Want Profitable Media Mentions? Think Small

A great post today from Ken Magill at Smart PR Watch that deserves to be repeated.


Lawyers who want beneficial coverage in the trades must think small-ball—a baseball term that means the batting team focuses on methodically placing runners on base and advancing them home rather than on home runs.

Marketers who want to burnish their brands through the business press should quit dreaming about that big feature in the Wall Street Journal or BusinessWeek. Great if it happens, but a single ego-boosting piece in a mass-circulation business publication isn’t a PR strategy that has legs.

Moreover, trying to get big puffy features published in the trades isn’t a winning tactic either. A smart trade reporter knows company executives will tell them everything’s peachy even if their CFO just sent a mass internal e-mail with the subject line “Iceberg Ahead!”

A real-world example of why smart trade reporters won’t write puff pieces about companies came about in 1999 when a direct marketing trade magazine came out with the cover story: “J. Peterman: Making the Seamless Transition to Retail.” Trouble was, between the time the magazine’s editors put it to bed and the time it hit people’s mailboxes, J. Peterman had filed for bankruptcy.

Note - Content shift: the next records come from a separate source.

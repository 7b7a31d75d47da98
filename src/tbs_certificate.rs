use der::Encode;
use der::asn1::BitString;
use x509_cert::Version;
use x509_cert::certificate::{CertificateInner, TbsCertificateInner};
use x509_cert::name::Name;
use x509_cert::serial_number::SerialNumber;
use x509_cert::spki::AlgorithmIdentifierOwned;
use x509_cert::time::Validity;

use crate::cert::params::ExtensionParam;
use crate::cert::{Certificate, SignatureAlgorithm};
use crate::error::{PartialCertError, Result};
use crate::key::{PublicKey, SignatureEngine};
use crate::partial::PartialCertificate;

/// Length of the serial numbers generated for conventionally signed certificates.
pub const SERIAL_NUMBER_LEN: usize = 16;

/// Represents the "To Be Signed" (TBS) portion of an X.509 certificate, as a
/// conventional single-step signer builds it.
///
/// # Fields
/// * `serial_number` - The unique identifier for the certificate.
/// * `signature_algorithm` - The algorithm used to sign the certificate.
/// * `signature` - The encoded identifier of `signature_algorithm`, as placed in the TBS.
/// * `issuer` - The issuer name.
/// * `validity` - The validity window.
/// * `subject` - The subject name.
/// * `subject_public_key` - The public key of the certificate subject.
/// * `issuer_unique_id` - Optional issuer unique identifier.
/// * `subject_unique_id` - Optional subject unique identifier.
/// * `extensions` - X.509 extensions, encoded in this order.
#[derive(Clone, Debug)]
pub struct TbsCertificate {
    pub serial_number: Vec<u8>,
    pub signature_algorithm: SignatureAlgorithm,
    pub signature: AlgorithmIdentifierOwned,
    pub issuer: Name,
    pub validity: Validity,
    pub subject: Name,
    pub subject_public_key: PublicKey,
    pub issuer_unique_id: Option<BitString>,
    pub subject_unique_id: Option<BitString>,
    pub extensions: Vec<ExtensionParam>,
}

impl TbsCertificate {
    /// Creates a `TbsCertificate` carrying everything a partial certificate
    /// decides, with a fresh random serial number.
    ///
    /// Extensions are copied verbatim, criticality included. So is the
    /// partial certificate's signature identifier when it carries one.
    ///
    /// # Arguments
    /// * `partial` - The template to copy issuer, validity, subject, unique identifiers and extensions from.
    /// * `subject_public_key` - The public key being certified.
    /// * `signature_algorithm` - The algorithm the certificate will be signed with.
    pub fn from_partial(
        partial: &PartialCertificate,
        subject_public_key: PublicKey,
        signature_algorithm: SignatureAlgorithm,
    ) -> Result<Self> {
        let signature = match &partial.signature {
            Some(signature) => signature.clone(),
            None => signature_algorithm.algorithm_identifier()?,
        };
        Ok(Self {
            serial_number: random_serial_number().to_vec(),
            signature_algorithm,
            signature,
            issuer: partial.issuer.clone(),
            validity: partial.validity,
            subject: partial.subject.clone(),
            subject_public_key,
            issuer_unique_id: partial.issuer_unique_id.clone(),
            subject_unique_id: partial.subject_unique_id.clone(),
            extensions: partial.extensions.iter().map(ExtensionParam::from).collect(),
        })
    }

    /// Converts the `TbsCertificate` into a `TbsCertificateInner` for DER encoding.
    pub fn to_tbs_certificate_inner(&self) -> Result<TbsCertificateInner> {
        let serial_number = SerialNumber::new(&self.serial_number)
            .map_err(|e| PartialCertError::InvalidInput(format!("serial number: {e}")))?;
        let extensions = self
            .extensions
            .iter()
            .map(ExtensionParam::to_x509)
            .collect::<Result<Vec<_>>>()?;

        Ok(TbsCertificateInner {
            version: Version::V3,
            serial_number,
            signature: self.signature.clone(),
            issuer: self.issuer.clone(),
            validity: self.validity,
            subject: self.subject.clone(),
            subject_public_key_info: self.subject_public_key.to_spki()?,
            issuer_unique_id: self.issuer_unique_id.clone(),
            subject_unique_id: self.subject_unique_id.clone(),
            extensions: (!extensions.is_empty()).then_some(extensions),
        })
    }

    /// Encodes the `TbsCertificate` into DER format.
    pub fn to_der(&self) -> Result<Vec<u8>> {
        Ok(self.to_tbs_certificate_inner()?.to_der()?)
    }

    /// Signs the TBS certificate in one step and returns the complete certificate.
    pub fn sign(&self, signer: &impl SignatureEngine) -> Result<Certificate> {
        let tbs_certificate = self.to_tbs_certificate_inner()?;
        let signature = signer.sign(self.signature_algorithm, &tbs_certificate.to_der()?)?;
        Certificate::from_inner(CertificateInner {
            signature_algorithm: tbs_certificate.signature.clone(),
            tbs_certificate,
            signature: BitString::from_bytes(&signature)?,
        })
    }
}

/// A random positive serial number with a non-zero leading byte, so its DER
/// INTEGER encoding is exactly [`SERIAL_NUMBER_LEN`] bytes.
pub fn random_serial_number() -> [u8; SERIAL_NUMBER_LEN] {
    let mut serial: [u8; SERIAL_NUMBER_LEN] = rand::random();
    serial[0] = (serial[0] & 0x7f) | 0x01;
    serial
}
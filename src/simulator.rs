//! A conventional single-step signer used to check assembled certificates.
//!
//! [`simulate`] signs the certificate a partial certificate describes the
//! ordinary way and splits the result into the addedTo structure and signature
//! a device would have returned. Assembling those must reproduce the signed
//! certificate byte for byte. [`SimulatedDevice`] wraps the same signer behind
//! the [`Certifier`] trait.

use der::Encode;
use log::debug;

use crate::added_to::AddedToCertificate;
use crate::cert::{Certificate, SignatureAlgorithm};
use crate::device::{CertifyResponse, Certifier};
use crate::error::{PartialCertError, Result};
use crate::key::{KeyPair, PublicKey};
use crate::partial::PartialCertificate;
use crate::tbs_certificate::TbsCertificate;

/// Result of a simulated certification.
///
/// # Fields
/// * `certificate` - The conventionally signed certificate.
/// * `added_to` - The addedTo structure a device would have returned for it.
#[derive(Clone, Debug, PartialEq, Eq)]
pub struct SimulatedCertification {
    pub certificate: Certificate,
    pub added_to: AddedToCertificate,
}

/// Signs the certificate described by `partial` in one step.
///
/// # Arguments
/// * `partial` - The template. Extensions are copied verbatim.
/// * `subject_key` - The public key being certified.
/// * `signing_key` - The issuer's key.
/// * `algorithm` - Signature algorithm name, e.g. `SHA256withECDSA` or `sha256WithRSAEncryption`.
///
/// # Errors
/// * [`PartialCertError::UnsupportedSignatureAlgorithm`] for an unknown name.
/// * [`PartialCertError::InvalidInput`] if `signing_key` cannot sign with the algorithm.
/// * [`PartialCertError::AssemblyPrecondition`] if `partial` selects a different algorithm.
/// * [`PartialCertError::VerificationMismatch`] if the result does not verify under `signing_key`.
pub fn simulate(
    partial: &PartialCertificate,
    subject_key: &PublicKey,
    signing_key: &KeyPair,
    algorithm: &str,
) -> Result<SimulatedCertification> {
    simulate_with(partial, subject_key, signing_key, algorithm.parse()?)
}

/// [`simulate`] with an already resolved algorithm.
pub fn simulate_with(
    partial: &PartialCertificate,
    subject_key: &PublicKey,
    signing_key: &KeyPair,
    algorithm: SignatureAlgorithm,
) -> Result<SimulatedCertification> {
    if algorithm.key_type() != signing_key.key_type() {
        return Err(PartialCertError::InvalidInput(format!(
            "{algorithm} cannot be used with a {:?} signing key",
            signing_key.key_type()
        )));
    }
    if let Some(selected) = partial.signature_algorithm()? {
        if selected != algorithm {
            return Err(PartialCertError::AssemblyPrecondition(format!(
                "partial certificate selects {selected} but the signer uses {algorithm}"
            )));
        }
    }

    let tbs = TbsCertificate::from_partial(partial, subject_key.clone(), algorithm)?;
    let certificate = tbs.sign(signing_key)?;
    certificate.verify(&signing_key.public_key())?;

    let tbs_certificate = &certificate.inner.tbs_certificate;
    let added_to = AddedToCertificate::new(
        tbs_certificate.serial_number.clone(),
        partial
            .signature
            .is_none()
            .then(|| tbs_certificate.signature.clone()),
        tbs_certificate.subject_public_key_info.clone(),
    );
    debug!(
        "simulated certification with {algorithm}: {} byte certificate",
        certificate.as_der().len()
    );
    Ok(SimulatedCertification {
        certificate,
        added_to,
    })
}

/// Checks that two certificates are byte-identical.
///
/// # Errors
/// [`PartialCertError::VerificationMismatch`] describing the length difference
/// or the first differing offset.
pub fn compare_certificates(expected: &Certificate, actual: &Certificate) -> Result<()> {
    let (expected, actual) = (expected.as_der(), actual.as_der());
    let first_difference = expected
        .iter()
        .zip(actual)
        .position(|(e, a)| e != a);
    match first_difference {
        None if expected.len() == actual.len() => Ok(()),
        None => Err(PartialCertError::VerificationMismatch(format!(
            "certificate lengths differ: expected {} bytes, got {}",
            expected.len(),
            actual.len()
        ))),
        Some(offset) => Err(PartialCertError::VerificationMismatch(format!(
            "certificates differ at offset {offset}: expected {:#04x}, got {:#04x} ({} vs {} bytes)",
            expected[offset],
            actual[offset],
            expected.len(),
            actual.len()
        ))),
    }
}

/// A software device that certifies one subject key with one issuer key.
///
/// Uses the partial certificate's signature algorithm when it carries one and
/// the configured algorithm otherwise.
#[derive(Clone, Debug)]
pub struct SimulatedDevice {
    signing_key: KeyPair,
    subject_key: PublicKey,
    algorithm: SignatureAlgorithm,
}

impl SimulatedDevice {
    /// # Errors
    /// [`PartialCertError::InvalidInput`] if `signing_key` cannot sign with `algorithm`.
    pub fn new(
        signing_key: KeyPair,
        subject_key: PublicKey,
        algorithm: SignatureAlgorithm,
    ) -> Result<Self> {
        if algorithm.key_type() != signing_key.key_type() {
            return Err(PartialCertError::InvalidInput(format!(
                "{algorithm} cannot be used with a {:?} signing key",
                signing_key.key_type()
            )));
        }
        Ok(Self {
            signing_key,
            subject_key,
            algorithm,
        })
    }

    pub fn issuer_public_key(&self) -> PublicKey {
        self.signing_key.public_key()
    }
}

impl Certifier for SimulatedDevice {
    fn certify(&self, partial_certificate: &[u8]) -> Result<CertifyResponse> {
        let partial = PartialCertificate::decode(partial_certificate)?;
        let algorithm = partial.signature_algorithm()?.unwrap_or(self.algorithm);
        let simulated = simulate_with(&partial, &self.subject_key, &self.signing_key, algorithm)?;
        Ok(CertifyResponse {
            signature: simulated.certificate.signature_bytes().to_vec(),
            added_to_certificate: simulated.added_to.to_der()?,
        })
    }
}
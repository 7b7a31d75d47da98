//! The device's completion of a partial certificate.
//!
//! ```text
//! AddedToCertificate ::= SEQUENCE {
//!     version              [0] EXPLICIT INTEGER (2),
//!     serialNumber         INTEGER,
//!     signature            AlgorithmIdentifier OPTIONAL,
//!     subjectPublicKeyInfo SubjectPublicKeyInfo }
//! ```

use der::asn1::ContextSpecificRef;
use der::{
    Any, Decode, Encode, EncodeValue, FixedTag, Length, Tag, TagMode, TagNumber, Tagged, Writer,
};
use log::debug;
use x509_cert::Version;
use x509_cert::serial_number::SerialNumber;
use x509_cert::spki::{AlgorithmIdentifierOwned, SubjectPublicKeyInfoOwned};

use crate::cert::SignatureAlgorithm;
use crate::error::{PartialCertError, Result};

const STRUCTURE: &str = "addedToCertificate";

/// The fields a device adds to a partial certificate.
///
/// # Fields
/// * `version` - Always [`Version::V3`] for well-formed input.
/// * `serial_number` - The serial number the device chose.
/// * `signature` - The signature algorithm, present only when the partial
///   certificate did not carry one.
/// * `subject_public_key_info` - The certified key.
#[derive(Clone, Debug, PartialEq, Eq)]
pub struct AddedToCertificate {
    pub version: Version,
    pub serial_number: SerialNumber,
    pub signature: Option<AlgorithmIdentifierOwned>,
    pub subject_public_key_info: SubjectPublicKeyInfoOwned,
}

impl AddedToCertificate {
    pub fn new(
        serial_number: SerialNumber,
        signature: Option<AlgorithmIdentifierOwned>,
        subject_public_key_info: SubjectPublicKeyInfoOwned,
    ) -> Self {
        Self {
            version: Version::V3,
            serial_number,
            signature,
            subject_public_key_info,
        }
    }

    /// Parses the DER bytes returned by a device.
    ///
    /// The input must be the canonical encoding of the structure: decoding and
    /// re-encoding has to reproduce it byte for byte.
    ///
    /// # Errors
    /// [`PartialCertError::MalformedStructure`] naming the offending field for
    /// truncated input, trailing bytes, a wrong element count, a version other
    /// than `[0] INTEGER 2`, or any field that does not parse.
    pub fn decode(bytes: &[u8]) -> Result<Self> {
        let elements = Vec::<Any>::from_der(bytes)
            .map_err(|e| PartialCertError::malformed(STRUCTURE, e))?;
        if !(3..=4).contains(&elements.len()) {
            return Err(PartialCertError::malformed(
                STRUCTURE,
                format!("expected 3 or 4 elements, found {}", elements.len()),
            ));
        }

        let version = &elements[0];
        let version_tag = Tag::ContextSpecific {
            constructed: true,
            number: TagNumber::N0,
        };
        if version.tag() != version_tag {
            return Err(PartialCertError::malformed(
                STRUCTURE,
                format!("version: expected tag {version_tag}, found {}", version.tag()),
            ));
        }
        let version_number = u8::from_der(version.value())
            .map_err(|e| PartialCertError::malformed(STRUCTURE, format!("version: {e}")))?;
        if version_number != Version::V3 as u8 {
            return Err(PartialCertError::malformed(
                STRUCTURE,
                format!("version: expected 2, found {version_number}"),
            ));
        }

        let serial_number = reparse::<SerialNumber>(&elements[1], "serialNumber")?;
        let signature = match elements.len() {
            4 => Some(reparse::<AlgorithmIdentifierOwned>(&elements[2], "signature")?),
            _ => None,
        };
        let subject_public_key_info = reparse::<SubjectPublicKeyInfoOwned>(
            &elements[elements.len() - 1],
            "subjectPublicKeyInfo",
        )?;

        let added_to = Self::new(serial_number, signature, subject_public_key_info);
        if added_to.to_der()? != bytes {
            return Err(PartialCertError::malformed(
                STRUCTURE,
                "input is not the canonical DER encoding",
            ));
        }
        debug!(
            "decoded addedTo: serial {} byte(s), signature algorithm {}",
            added_to.serial_number.as_bytes().len(),
            if added_to.signature.is_some() {
                "present"
            } else {
                "absent"
            }
        );
        Ok(added_to)
    }

    pub fn signature_algorithm(&self) -> Result<Option<SignatureAlgorithm>> {
        self.signature
            .as_ref()
            .map(SignatureAlgorithm::from_algorithm_identifier)
            .transpose()
    }

    fn version_field(&self) -> ContextSpecificRef<'_, Version> {
        ContextSpecificRef {
            tag_number: TagNumber::N0,
            tag_mode: TagMode::Explicit,
            value: &self.version,
        }
    }
}

fn reparse<T: for<'a> Decode<'a>>(element: &Any, field: &str) -> Result<T> {
    element
        .to_der()
        .and_then(|der| T::from_der(&der))
        .map_err(|e| PartialCertError::malformed(STRUCTURE, format!("{field}: {e}")))
}

impl EncodeValue for AddedToCertificate {
    fn value_len(&self) -> der::Result<Length> {
        let mut len = (self.version_field().encoded_len()? + self.serial_number.encoded_len()?)?;
        if let Some(signature) = &self.signature {
            len = (len + signature.encoded_len()?)?;
        }
        len + self.subject_public_key_info.encoded_len()?
    }

    fn encode_value(&self, writer: &mut impl Writer) -> der::Result<()> {
        self.version_field().encode(writer)?;
        self.serial_number.encode(writer)?;
        if let Some(signature) = &self.signature {
            signature.encode(writer)?;
        }
        self.subject_public_key_info.encode(writer)
    }
}

impl FixedTag for AddedToCertificate {
    const TAG: Tag = Tag::Sequence;
}
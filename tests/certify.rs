#![cfg(feature = "simulator")]

mod util;

use der::Encode;
use partial_cert::added_to::AddedToCertificate;
use partial_cert::assembler::assemble;
use partial_cert::cert::SignatureAlgorithm;
use partial_cert::cert::extensions::KeyUsages;
use partial_cert::device::{CertifyResponse, Certifier, certify_x509};
use partial_cert::error::PartialCertError;
use partial_cert::key::{KeyPair, PublicKey};
use partial_cert::simulator::{SimulatedDevice, simulate};

#[test]
fn test_ecc_p256_sha256_with_algorithm_from_device() {
    let algorithm = SignatureAlgorithm::Sha256WithECDSA;
    let issuer = util::issuer_key(algorithm);
    let subject = KeyPair::generate_ecdsa_p256().public_key();
    let partial = util::signing_partial(None);

    let certificate = util::simulate_and_assemble(&partial, &subject, &issuer, algorithm);

    assert_eq!(certificate.signature_algorithm().unwrap(), algorithm);
    assert_eq!(certificate.subject().unwrap().common_name, "attestation key");
    assert_eq!(certificate.issuer().unwrap().common_name, "Endorsement CA");
    assert_eq!(
        certificate.key_usage().unwrap().unwrap().0,
        KeyUsages::DigitalSignature | KeyUsages::NonRepudiation
    );
    let key_usage = &certificate.inner.tbs_certificate.extensions.as_ref().unwrap()[0];
    assert!(key_usage.critical);
    assert_eq!(
        PublicKey::from_spki(&certificate.inner.tbs_certificate.subject_public_key_info).unwrap(),
        subject
    );
}

#[test]
fn test_rsa_2048_sha256_with_algorithm_in_partial() {
    let algorithm = SignatureAlgorithm::Sha256WithRSA;
    let issuer = util::issuer_key(algorithm);
    let subject = KeyPair::generate_rsa(2048).unwrap().public_key();
    let partial = util::signing_partial(Some(algorithm));

    let simulated = simulate(&partial, &subject, &issuer, "SHA256WITHRSA").unwrap();
    assert!(simulated.added_to.signature.is_none());

    let certificate = util::simulate_and_assemble(&partial, &subject, &issuer, algorithm);
    assert_eq!(certificate.signature_algorithm().unwrap(), algorithm);
    // RSA identifiers carry NULL parameters
    assert!(certificate.inner.signature_algorithm.parameters.is_some());
}

#[test]
fn test_algorithm_matrix() {
    let rsa_issuer = KeyPair::generate_rsa(2048).unwrap();
    let ecc_issuer = KeyPair::generate_ecdsa_p256();
    let subject = KeyPair::generate_ecdsa_p256().public_key();

    for algorithm in SignatureAlgorithm::ALL {
        let issuer = match algorithm.key_type() {
            partial_cert::key::KeyType::Rsa => &rsa_issuer,
            _ => &ecc_issuer,
        };
        for selected in [None, Some(algorithm)] {
            let partial = util::signing_partial(selected);
            let certificate = util::simulate_and_assemble(&partial, &subject, issuer, algorithm);
            assert_eq!(certificate.signature_algorithm().unwrap(), algorithm);
        }
    }
}

#[test]
fn test_device_flow_in_both_modes() {
    let device = SimulatedDevice::new(
        KeyPair::generate_ecdsa_p256(),
        KeyPair::generate_ecdsa_p256().public_key(),
        SignatureAlgorithm::Sha256WithECDSA,
    )
    .unwrap();

    // algorithm chosen by the device
    let certificate = certify_x509(&device, &util::signing_partial(None)).unwrap();
    certificate.verify(&device.issuer_public_key()).unwrap();
    assert_eq!(
        certificate.signature_algorithm().unwrap(),
        SignatureAlgorithm::Sha256WithECDSA
    );

    // algorithm chosen by the caller
    let partial = util::signing_partial(Some(SignatureAlgorithm::Sha512WithECDSA));
    let certificate = certify_x509(&device, &partial).unwrap();
    certificate.verify(&device.issuer_public_key()).unwrap();
    assert_eq!(
        certificate.signature_algorithm().unwrap(),
        SignatureAlgorithm::Sha512WithECDSA
    );
}

#[test]
fn test_assembly_is_deterministic() {
    let algorithm = SignatureAlgorithm::Sha256WithECDSA;
    let issuer = util::issuer_key(algorithm);
    let subject = KeyPair::generate_ecdsa_p256().public_key();
    let partial = util::signing_partial(None);
    let simulated = simulate(&partial, &subject, &issuer, algorithm.name()).unwrap();

    let signature = simulated.certificate.signature_bytes();
    let first = assemble(&partial, &simulated.added_to, signature).unwrap();
    let second = assemble(&partial, &simulated.added_to, signature).unwrap();
    assert_eq!(first.as_der(), second.as_der());
}

#[test]
fn test_added_to_survives_the_wire() {
    let algorithm = SignatureAlgorithm::Sha384WithECDSA;
    let issuer = util::issuer_key(algorithm);
    let subject = KeyPair::generate_ecdsa_p384().public_key();
    let partial = util::signing_partial(None);
    let simulated = simulate(&partial, &subject, &issuer, algorithm.name()).unwrap();

    let wire = simulated.added_to.to_der().unwrap();
    assert_eq!(AddedToCertificate::decode(&wire).unwrap(), simulated.added_to);
}

struct TruncatingDevice(SimulatedDevice);

impl Certifier for TruncatingDevice {
    fn certify(&self, partial_certificate: &[u8]) -> partial_cert::error::Result<CertifyResponse> {
        let mut response = self.0.certify(partial_certificate)?;
        response.added_to_certificate.truncate(response.added_to_certificate.len() - 1);
        Ok(response)
    }
}

#[test]
fn test_truncated_added_to_is_rejected() {
    let device = TruncatingDevice(
        SimulatedDevice::new(
            KeyPair::generate_ecdsa_p256(),
            KeyPair::generate_ecdsa_p256().public_key(),
            SignatureAlgorithm::Sha256WithECDSA,
        )
        .unwrap(),
    );
    let err = certify_x509(&device, &util::signing_partial(None)).unwrap_err();
    assert!(matches!(
        err,
        PartialCertError::MalformedStructure {
            structure: "addedToCertificate",
            ..
        }
    ));
}

#[test]
fn test_signature_over_different_tbs_fails_verification() {
    let algorithm = SignatureAlgorithm::Sha256WithECDSA;
    let issuer = util::issuer_key(algorithm);
    let subject = KeyPair::generate_ecdsa_p256().public_key();
    let first = simulate(&util::signing_partial(None), &subject, &issuer, algorithm.name()).unwrap();
    let second =
        simulate(&util::signing_partial(None), &subject, &issuer, algorithm.name()).unwrap();

    // second's signature covers a TBS with a different serial
    let mixed = assemble(
        &util::signing_partial(None),
        &first.added_to,
        second.certificate.signature_bytes(),
    )
    .unwrap();
    assert!(matches!(
        mixed.verify(&issuer.public_key()).unwrap_err(),
        PartialCertError::VerificationMismatch(_)
    ));
}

I always tell company representatives they can forget about me ever writing a glowing feature about their firm. However, I always assure them that they will also never see a piece written by me gushing about one of their competitors, either.

Smart trade-press PR isn’t about getting fawning coverage. It’s about lawyers being quoted regularly as experts in the publications the company’s prospects and customers read.

What does getting cited regularly entail? Being useful, accessible and quotable.

Being useful involves convincing the reporter that a certain executive or lawyer can offer expertise and insight in an area the reporter covers regularly, and that the executive can do so without pitching the company’s product or service.

Being accessible means just that. If contact must go through a PR rep, fine, but the lawyer who wants to be quoted must respond to reporters’ calls and/or e-mails quickly—within the hour if possible.

Being quotable is the ability to succinctly get an interesting and insightful point across.

At its core, a smart trade-press PR strategy involves targeting reporters and bloggers who are reaching the company’s likely prospects and then figuring out how to be of service to those reporters and bloggers, and their readers.

Executives who want positive trade press coverage should stop thinking: “How can I get them to write about me?” and start thinking: “How can I get them to consider me one of their go-to experts?”